I have route-map route_from_DeviceB on Device A for Device B. to control the inbound prefixes from Device B.
Now to allow the target prefixes I have created the prefix list (route_from_DeviceB) on the Device A and mapped access list (match IP address route_from_DeviceB) with same name instead of prefix list (match IP address prefix-list route_from_DeviceB).
for example: Ip prefix-list route_from_DeviceB seq 10 10.1.1.0/24
Route-map route_from_DeviceB permit 10
match IP address route_from_DeviceB
Route-map route_from_DeviceB deny 1000
Question: I want to know the impact of this, will it allow everything from Device B instead of filtering the specific prefix list, because I mapped access list (which not exist) with same name by mistake instead of prefix list (which actually exist)
Regards
Gurbinder
Solved! Go to Solution.
05-22-2025 06:04 AM
Hi @Gurbinder-Kabbay ,
Referencing a non-existent ACL in a route-map match statement makes that match statement ineffective, since this is the only match statement in your route-map, all routes are accepted.
05-22-2025 04:49 AM
Hello,
So you referenced an ACL that doesn't exist?
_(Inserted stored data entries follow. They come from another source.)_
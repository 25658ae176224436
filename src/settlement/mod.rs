pub mod commission;
pub mod engine;

pub use commission::{
    commission_legs, forbidden_set, CommissionConfig, CommissionError, LegSplit, NoCommissionBand,
};
pub use engine::{PlaySettlement, ProfitEntry, SettleError, SettlementEngine};
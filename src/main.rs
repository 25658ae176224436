//! crashd - run the engine against the in-memory store.
//!
//! A local harness: seeds a handful of accounts, lets two bots bet every
//! round, and logs the event stream. Real deployments wire a durable store
//! and a transport onto the same [`EngineHandle`].

use clap::Parser;
use crashd::round::types::{Lineage, UserClass};
use crashd::{BetRequest, EngineConfig, EngineHandle, MemoryStore, RoundEngine, RoundEvent, UserSession};
use std::path::PathBuf;
use std::sync::Arc;
use tracing::info;
use tracing_subscriber::EnvFilter;

#[derive(Parser)]
#[command(name = "crashd", about = "Provably-fair crash round engine")]
struct Args {
    /// TOML configuration file; defaults apply when omitted.
    #[arg(long)]
    config: Option<PathBuf>,

    /// Stop after this many completed rounds.
    #[arg(long, default_value_t = 5)]
    rounds: u64,

    /// Shrink the round timers for a quick local demo.
    #[arg(long)]
    fast: bool,
}

fn demo_store() -> Arc<MemoryStore> {
    let store = Arc::new(MemoryStore::new(10_000));
    store.add_account("house", 0, false, UserClass::Admin, Lineage::default());
    store.add_account("staff", 0, false, UserClass::Staff, Lineage::default());
    store.add_account("marge", 0, false, UserClass::MasterIb, Lineage::default());
    store.add_account(
        "alice",
        1_000_000,
        false,
        UserClass::Player,
        Lineage {
            master: Some("marge".to_string()),
            parents: [None, None, None],
        },
    );
    store.add_account("bob", 1_000_000, false, UserClass::Player, Lineage::default());
    store.update_settings(|settings| settings.gaming_pool = 100_000_000);
    store
}

fn session(store: &MemoryStore, username: &str) -> UserSession {
    let account = store.account(username).expect("seeded account");
    UserSession {
        id: account.id,
        username: account.username,
        demo: account.demo,
        class: account.class,
        lineage: account.lineage,
    }
}

async fn place_demo_bets(store: &MemoryStore, handle: &EngineHandle) {
    let bets = [
        (session(store, "alice"), 5_000i64, 110u64),
        (session(store, "bob"), 2_000, 250),
    ];
    for (user, bet, auto_cash_out) in bets {
        let username = user.username.clone();
        match handle
            .place_bet(
                user,
                BetRequest {
                    bet,
                    extra_bet: 0,
                    auto_cash_out,
                    range_bets: vec![],
                },
            )
            .await
        {
            Ok(play_id) => info!("{} bet {} (play {})", username, bet, play_id),
            Err(reason) => info!("{} bet rejected: {}", username, reason),
        }
    }
}

#[tokio::main]
async fn main() -> Result<(), Box<dyn std::error::Error>> {
    tracing_subscriber::fmt()
        .with_env_filter(EnvFilter::try_from_default_env().unwrap_or_else(|_| "info".into()))
        .init();

    let args = Args::parse();
    let mut config = match &args.config {
        Some(path) => EngineConfig::load(path)?,
        None => EngineConfig::default(),
    };
    if args.fast {
        config.timing.tick_ms = 50;
        config.timing.bet_window_ms = 500;
        config.timing.post_crash_ms = 300;
        config.overrides.crash_at = Some(130);
    }

    let store = demo_store();
    let (handle, engine_task) = RoundEngine::spawn(store.clone(), config);

    let mut events = handle.subscribe();
    let mut completed = 0u64;
    loop {
        match events.recv().await {
            Ok(RoundEvent::GameStarting { game_id, max_win, .. }) => {
                info!("round {} starting (max win {})", game_id, max_win);
                let store = store.clone();
                let handle = handle.clone();
                tokio::spawn(async move { place_demo_bets(&store, &handle).await });
            }
            Ok(RoundEvent::GameCrash { game_crash, forced, .. }) => {
                info!("crash at {} (forced: {})", game_crash, forced);
                completed += 1;
                if completed >= args.rounds {
                    handle.shutdown().await?;
                }
            }
            Ok(RoundEvent::CashedOut { username, stopped_at, amount, .. }) => {
                info!("{} cashed out at {} for {}", username, stopped_at, amount);
            }
            Ok(RoundEvent::Settled { game_id, profits }) => {
                info!("round {} settled for {} players", game_id, profits.len());
            }
            Ok(RoundEvent::Shutdown) => break,
            Ok(event) => info!("event: {}", event.name()),
            Err(err) => {
                tracing::warn!("event stream interrupted: {}", err);
                break;
            }
        }
    }

    engine_task.await?;
    info!(
        "final balances: alice {:?}, bob {:?}, house {:?}",
        store.balance_of("alice"),
        store.balance_of("bob"),
        store.balance_of("house")
    );
    Ok(())
}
Then likely it won't permit that traffic because what you referenced isn't configured. By default, a route-map has an implicit deny but you have also configured a deny so that's what the policy will hit.
-David
05-22-2025 06:04 AM
Hi @Gurbinder-Kabbay ,
Referencing a non-existent ACL in a route-map match statement makes that match statement ineffective, since this is the only match statement in your route-map, all routes are accepted.
05-22-2025 06:19 AM - edited 05-22-2025 06:20 AM
As @Harold Ritter has correctly pointed out, when a match statement in a route-map references an access list or prefix list that does not exist (meaning it has not been defined elsewhere in the configuration), IOS treats it as if the match condition is missing entirely. In your case specifically, this would mean that the route-map route_from_DeviceB with sequence 10 will match all routes, effectively allowing everything from Device B.
Since sequence 10 is permitting everything (as discussed above), sequence 1000 (deny) will never be evaluated.
As you have already mentioned, it can be fixed to be configured with a match ip address prefix-list <prefix_list_name> statement under the route-map permit 10 sequence. You will have to remove the the generic match ip address <ACL_name> statement, as of course you cannot have a prefix list and an access list configured under the same route-map sequence at the same time.
I will point out that you have not provided any configuration for an application to leverage the route-map. That is, the route-map is not applied to any application/feature (e.g. routing protocol), but I am probably correct in assuming you've omitted that for brevity of the post.